Reinventar el Gobierno provincial

Gerardo Ruiz-Rico
Catedrático de Derecho Constitucional

El debate político y mediático sobre la reforma constitucional ha eclipsado otro de los temas que ha concentrado el interés de la opinión pública estas últimas semanas, y sobre el cual, curiosamente también, ha habido una cierta dosis de consenso entre los dos partidos mayoritarios en el electorado. En efecto, con la iniciativa lanzada por el nuevo candidato socialista se ha producido una movilización en nuestra clase política sobre la necesidad de sustituir -o cambiar, en función del discurso o los actores- a las actuales diputaciones provinciales. Para los promotores de esa reforma se trata de contribuir a la disminución de gasto público que estas ocasionan, al duplicar de forma innecesaria la representación política o la gestión administrativa sobre materias que ya ocupan otras administraciones territoriales, como las comunidades autónomas o los municipios.
      Sin embargo, antes de embarcar de nuevo a la sociedad española en otro proyecto político de envergadura, convendría reconocer el marco normativo donde aquel puede ser viable, así como los límites constitucionales que no se pueden traspasar.

      En primer lugar, me parece que no se ha explicado suficientemente con qué fórmula (reforma constitucional o de la legislación básica local) se va a cambiar la configuración política y las competencias de las diputaciones. En todo caso, hay que recordar que el Tribunal Constitucional ha defendido siempre la denominada "garantía institucional" de la provincia. De acuerdo con esta teoría jurisprudencial, la Constitución de 1978 asegura la existencia de esta entidad local, dotándola además de unas competencias mínimas que no pueden ser absorbidas por la Administración central ni las comunidades autónomas. Esta posición no ha variado nunca y se ha hecho valer frente a cualquier intento de devaluar las funciones o la supervivencia misma de la institución provincial. La última prueba la encontramos en la sentencia sobre la reforma del Estatut de Cataluña, donde nuestro alto tribunal ha mantenido que, salvo cambiar su denominación, las provincias no pueden dejar de existir en la organización territorial del Estado español. Esta interpretación de la Constitución no ha impedido, sin embargo, que la provincia haya desaparecido en ocasiones para reconvertirse en comunidad uniprovincial, una entidad distinta pero comprensiva realmente de la anterior.

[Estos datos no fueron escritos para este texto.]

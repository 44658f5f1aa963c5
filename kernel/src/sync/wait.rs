//! Wait queues, blocking mutex, and RW mutex.
//!
//! Grounded in the original kernel's `sched/wait.h`, which is the
//! authoritative source for this design (preferred over this crate's prior
//! `sched::ipc_blocking`, whose single `WAIT_QUEUES` map was keyed by IPC
//! endpoint id and not reusable as a general embeddable primitive). A
//! [`WaitQueue`] is a lock-protected list of parked threads; each thread
//! may be linked into several queues simultaneously (e.g. `wait_block_many`
//! for futex/select-style multi-wait), and carries one [`WaitResult`]
//! describing why it was woken.
//!
//! The source's `WAIT_BLOCK[_LOCK][_TIMEOUT]` macro family -- a
//! condition-recheck-with-deadline loop -- becomes the [`Blocker`] object
//! here, per spec's section 9 redesign note: callers write an ordinary
//! loop whose body is their predicate and whose condition calls
//! `blocker.wait(queue, timeout)`, rather than invoking a macro.

use alloc::vec::Vec;

use crate::{
    config::CONFIG_MUTEX_MAX_SLOW_SPIN,
    error::{KernelError, KernelResult},
    sync::lock::Lock,
};

/// Thread identifier as seen by the wait/wake machinery. Opaque here;
/// `sched::scheduler` owns the authoritative `Thread`/`Task` types and maps
/// ids to them.
pub type ThreadId = u64;

/// Why a blocked thread was woken, mirroring `wait_result_t` in the source.
#[derive(Debug, Clone, Copy, PartialEq, Eq)]
pub enum WaitResult {
    /// Woken normally by `unblock`.
    Norm,
    /// The registered deadline elapsed first.
    Timeout,
    /// A note (including a kill) arrived while blocked.
    NotePending,
    /// An error occurred while blocked (e.g. the queue was torn down).
    Error,
}

impl WaitResult {
    pub fn into_kernel_result(self) -> KernelResult<()> {
        match self {
            WaitResult::Norm => Ok(()),
            WaitResult::Timeout => Err(KernelError::Timeout {
                operation: "wait",
                duration_ms: 0,
            }),
            WaitResult::NotePending => Err(KernelError::NotePending),
            WaitResult::Error => Err(KernelError::Fatal("wait queue error")),
        }
    }
}

struct Entry {
    thread: ThreadId,
    result: WaitResult,
}

/// A lock-protected list of parked threads.
///
/// Intentionally simpler than the source's fully intrusive, O(1)-unlink
/// `wait_entry_t` lists threaded through both the queue and the thread's
/// own `wait_ctx`: this implementation keeps one `Vec<Entry>` per queue
/// behind a `Lock`, so unlinking a specific thread from a queue it gave up
/// on (timeout/note) is O(queue length) rather than O(1). This is recorded
/// as a deliberate simplification in DESIGN.md; the timeout/cancellation
/// semantics themselves are unchanged.
pub struct WaitQueue {
    entries: Lock<Vec<Entry>>,
}

impl Default for WaitQueue {
    fn default() -> Self {
        Self::new()
    }
}

impl WaitQueue {
    pub const fn new() -> Self {
        Self {
            entries: Lock::new(Vec::new()),
        }
    }

    /// Links `thread` onto this queue. Called by `Blocker::wait` while the
    /// caller's data lock is still held, per the source's blocking
    /// protocol (evaluate predicate -> link -> release data lock -> yield).
    fn park(&self, thread: ThreadId) {
        self.entries.acquire().push(Entry {
            thread,
            result: WaitResult::Norm,
        });
    }

    fn take_result(&self, thread: ThreadId) -> Option<WaitResult> {
        let mut guard = self.entries.acquire();
        let idx = guard.iter().position(|e| e.thread == thread)?;
        Some(guard.swap_remove(idx).result)
    }

    /// Wakes up to `n` parked threads with `result`, scheduling each back
    /// onto its owning CPU's runqueue. `n = u64::MAX` (`WAIT_ALL`) wakes
    /// every waiter.
    pub fn unblock(&self, n: u64, result: WaitResult) -> u64 {
        let mut guard = self.entries.acquire();
        let count = if n == u64::MAX {
            guard.len()
        } else {
            (n as usize).min(guard.len())
        };
        let woken: Vec<ThreadId> = guard.drain(0..count).map(|e| e.thread).collect();
        drop(guard);
        for tid in &woken {
            crate::sched::wake::wake_thread(*tid, result);
        }
        woken.len() as u64
    }

    /// Wakes every parked thread; shorthand for `unblock(u64::MAX, result)`.
    pub fn unblock_all(&self, result: WaitResult) -> u64 {
        self.unblock(u64::MAX, result)
    }
}

/// `unblock`'s "wake everyone" sentinel, named per spec.md/source parlance.
pub const WAIT_ALL: u64 = u64::MAX;

/// Implements the condition-recheck-loop-with-deadline pattern that the
/// source encodes as `WAIT_BLOCK[_LOCK][_TIMEOUT]` macros.
///
/// Usage mirrors the source's documented protocol:
/// ```ignore
/// let blocker = Blocker::current();
/// loop {
///     if predicate_holds() { break; }
///     blocker.wait(&queue, timeout)?;
/// }
/// ```
pub struct Blocker {
    thread: ThreadId,
}

impl Blocker {
    pub fn for_thread(thread: ThreadId) -> Self {
        Self { thread }
    }

    /// Current thread's blocker, as tracked by the scheduler.
    pub fn current() -> Self {
        Self {
            thread: crate::sched::wake::current_thread_id(),
        }
    }

    /// Parks on `queue` until woken or `timeout_ns` elapses (`None` =
    /// unbounded). Returns the wake reason. Does not itself re-test any
    /// predicate; callers loop around this per the usage example above.
    pub fn wait(&self, queue: &WaitQueue, timeout_ns: Option<u64>) -> WaitResult {
        queue.park(self.thread);
        if let Some(ns) = timeout_ns {
            crate::sched::wake::register_deadline(self.thread, ns);
        }
        crate::sched::wake::block_current();
        queue
            .take_result(self.thread)
            .unwrap_or(WaitResult::Error)
    }

    /// As [`Self::wait`], but releases `lock` after linking onto the queue
    /// and before yielding, re-acquiring it only once this function
    /// returns (the caller re-tests its predicate under the reacquired
    /// lock, per the source's `wait_block_lock`).
    pub fn wait_unlock<T>(
        &self,
        queue: &WaitQueue,
        guard: crate::sync::lock::LockGuard<'_, T>,
        timeout_ns: Option<u64>,
    ) -> WaitResult {
        queue.park(self.thread);
        if let Some(ns) = timeout_ns {
            crate::sched::wake::register_deadline(self.thread, ns);
        }
        drop(guard);
        crate::sched::wake::block_current();
        queue
            .take_result(self.thread)
            .unwrap_or(WaitResult::Error)
    }

    /// Blocks on several queues at once (e.g. futex-style multi-wait),
    /// returning which queue woke the thread and why.
    pub fn wait_many(&self, queues: &[&WaitQueue], timeout_ns: Option<u64>) -> (usize, WaitResult) {
        for q in queues {
            q.park(self.thread);
        }
        if let Some(ns) = timeout_ns {
            crate::sched::wake::register_deadline(self.thread, ns);
        }
        crate::sched::wake::block_current();
        for (i, q) in queues.iter().enumerate() {
            if let Some(result) = q.take_result(self.thread) {
                // Unlink from the other queues we did not wake from.
                for other in queues.iter().filter(|o| !core::ptr::eq(**o, *q)) {
                    let _ = other.take_result(self.thread);
                }
                return (i, result);
            }
        }
        (0, WaitResult::Error)
    }
}

/// Blocking mutex: spins briefly, then parks on a [`WaitQueue`].
/// Recursive on the same owner, matching the source's `mutex_t`.
pub struct Mutex {
    wait_queue: WaitQueue,
    spinlock: Lock<()>,
    owner: core::sync::atomic::AtomicU64,
    depth: core::sync::atomic::AtomicU32,
}

const NO_OWNER: u64 = u64::MAX;

impl Default for Mutex {
    fn default() -> Self {
        Self::new()
    }
}

impl Mutex {
    pub const fn new() -> Self {
        Self {
            wait_queue: WaitQueue::new(),
            spinlock: Lock::new(()),
            owner: core::sync::atomic::AtomicU64::new(NO_OWNER),
            depth: core::sync::atomic::AtomicU32::new(0),
        }
    }

    pub fn acquire(&self) {
        self.acquire_timeout(None).expect("unbounded acquire cannot time out");
    }

    /// Acquires the mutex, blocking up to `timeout_ns` (`None` =
    /// unbounded). `Err(KernelError::Timeout)` if the deadline elapses
    /// first; the mutex remains owned by whoever held it.
    pub fn acquire_timeout(&self, timeout_ns: Option<u64>) -> KernelResult<()> {
        let me = crate::sched::wake::current_thread_id();

        if self.owner.load(core::sync::atomic::Ordering::Acquire) == me {
            self.depth.fetch_add(1, core::sync::atomic::Ordering::Relaxed);
            return Ok(());
        }

        for _ in 0..CONFIG_MUTEX_MAX_SLOW_SPIN {
            let guard = self.spinlock.acquire();
            if self.owner.load(core::sync::atomic::Ordering::Acquire) == NO_OWNER {
                self.owner.store(me, core::sync::atomic::Ordering::Release);
                self.depth.store(1, core::sync::atomic::Ordering::Relaxed);
                return Ok(());
            }
            drop(guard);
            core::hint::spin_loop();
        }

        let blocker = Blocker::for_thread(me);
        loop {
            let guard = self.spinlock.acquire();
            if self.owner.load(core::sync::atomic::Ordering::Acquire) == NO_OWNER {
                self.owner.store(me, core::sync::atomic::Ordering::Release);
                self.depth.store(1, core::sync::atomic::Ordering::Relaxed);
                return Ok(());
            }
            match blocker.wait_unlock(&self.wait_queue, guard, timeout_ns) {
                WaitResult::Norm => continue,
                other => return other.into_kernel_result(),
            }
        }
    }

    pub fn release(&self) {
        let _guard = self.spinlock.acquire();
        let depth = self.depth.fetch_sub(1, core::sync::atomic::Ordering::AcqRel);
        if depth == 1 {
            self.owner.store(NO_OWNER, core::sync::atomic::Ordering::Release);
            self.wait_queue.unblock(1, WaitResult::Norm);
        }
    }
}

/// Writer-preferring, non-recursive RW mutex with separate reader/writer
/// wait queues, per spec.md section 4.K.
pub struct RwMutex {
    reader_queue: WaitQueue,
    writer_queue: WaitQueue,
    state: Lock<RwMutexState>,
}

struct RwMutexState {
    active_readers: u32,
    writer_active: bool,
    pending_writers: u32,
}

impl Default for RwMutex {
    fn default() -> Self {
        Self::new()
    }
}

impl RwMutex {
    pub const fn new() -> Self {
        Self {
            reader_queue: WaitQueue::new(),
            writer_queue: WaitQueue::new(),
            state: Lock::new(RwMutexState {
                active_readers: 0,
                writer_active: false,
                pending_writers: 0,
            }),
        }
    }

    pub fn read_acquire(&self) {
        let blocker = Blocker::current();
        loop {
            let guard = self.state.acquire();
            if !guard.writer_active && guard.pending_writers == 0 {
                let mut guard = guard;
                guard.active_readers += 1;
                return;
            }
            if blocker.wait_unlock(&self.reader_queue, guard, None) != WaitResult::Norm {
                continue;
            }
        }
    }

    pub fn read_release(&self) {
        let mut guard = self.state.acquire();
        guard.active_readers -= 1;
        if guard.active_readers == 0 && guard.pending_writers > 0 {
            drop(guard);
            self.writer_queue.unblock(1, WaitResult::Norm);
        }
    }

    pub fn write_acquire(&self) {
        let blocker = Blocker::current();
        {
            let mut guard = self.state.acquire();
            guard.pending_writers += 1;
        }
        loop {
            let guard = self.state.acquire();
            if !guard.writer_active && guard.active_readers == 0 {
                let mut guard = guard;
                guard.writer_active = true;
                guard.pending_writers -= 1;
                return;
            }
            if blocker.wait_unlock(&self.writer_queue, guard, None) != WaitResult::Norm {
                continue;
            }
        }
    }

    pub fn write_release(&self) {
        let mut guard = self.state.acquire();
        guard.writer_active = false;
        let writers_waiting = guard.pending_writers > 0;
        drop(guard);
        // Writers-first wake order, per spec.md section 4.K.
        if writers_waiting {
            self.writer_queue.unblock(1, WaitResult::Norm);
        } else {
            self.reader_queue.unblock_all(WaitResult::Norm);
        }
    }
}

#[cfg(test)]
mod tests {
    use super::*;

    #[test_case]
    fn test_wait_queue_unblock_count() {
        let q = WaitQueue::new();
        q.park(1);
        q.park(2);
        q.park(3);
        let woken = q.unblock(2, WaitResult::Norm);
        assert_eq!(woken, 2);
        assert_eq!(q.take_result(3).is_none(), false);
    }
}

      Pese a estas limitaciones constitucionales, queda todavía cierto margen de maniobra para que el legislador intente realizar algunos cambios para modificar las competencias del Gobierno provincial, o transformar las diputaciones provinciales en otro tipo de corporación política intermunicipal. Las condiciones de esa posible reforma también están marcadas en la norma constitucional. En primer lugar, no cabe eliminar la "autonomía política" de las entidades locales provinciales, ya que esta forma parte del mínimo garantizado constitucionalmente. Tampoco se podría sustituir a la diputación por una estructura meramente administrativa, encargada solo de gestionar las decisiones que toman el resto de las Administraciones (estatal, autonómica o municipal). En este sentido, el artículo 141 de la Constitución establece de forma explícita el carácter representativo de cualquier tipo de corporación de ámbito territorial provincial, al margen de su denominación. Y por último, esas nuevas -o viejas pero reformadas- instituciones provinciales deben conservar un espacio de competencias propio, en el cual puedan actuar con la autonomía que les garantiza la Constitución.

      Los discursos políticos han omitido también un plano de análisis que es imposible obviar jurídicamente. Me refiero a que el régimen local en España se ha caracterizado siempre por su condición "bifrontal"; es decir, se trata de una materia sobre la que legisla tanto el Estado como las comunidades autónomas. De ahí que cualquier reforma de la provincia tampoco puede eludir las leyes regionales, y sobre todo los estatutos de autonomía, que recogen algunos elementos fundamentales de las funciones y relaciones administrativas de las diputaciones. Esto puede ser un obstáculo, casi insalvable, ya que la reforma de los estatutos no depende de la voluntad del Estado.

      Si queremos instituciones eficientes políticamente y racionales desde el punto de vista presupuestario, la reforma debe tocar otras dimensiones de las diputaciones. Ciertamente hay que reducir el número de diputados y las excesivas compensaciones a los funcionarios leales políticamente en forma de cargos de confianza, directivos o asesores. Pero también es imprescindible eliminar la "instrumentalización" que se ha hecho hasta ahora de ellas como sedes institucionales para el retiro de políticos en declive y sin demasiada preparación para tareas gerenciales. En definitiva, el "adelgazamiento" presupuestario de las diputaciones no debería perder de vista la función imprescindible que desempeñan, y lo seguirán en el futuro una vez reformadas, para garantizar el equilibrio territorial, así como la igualdad y el bienestar de muchos ciudadanos que viven todavía en el mundo rural y de los pequeños municipios de este país.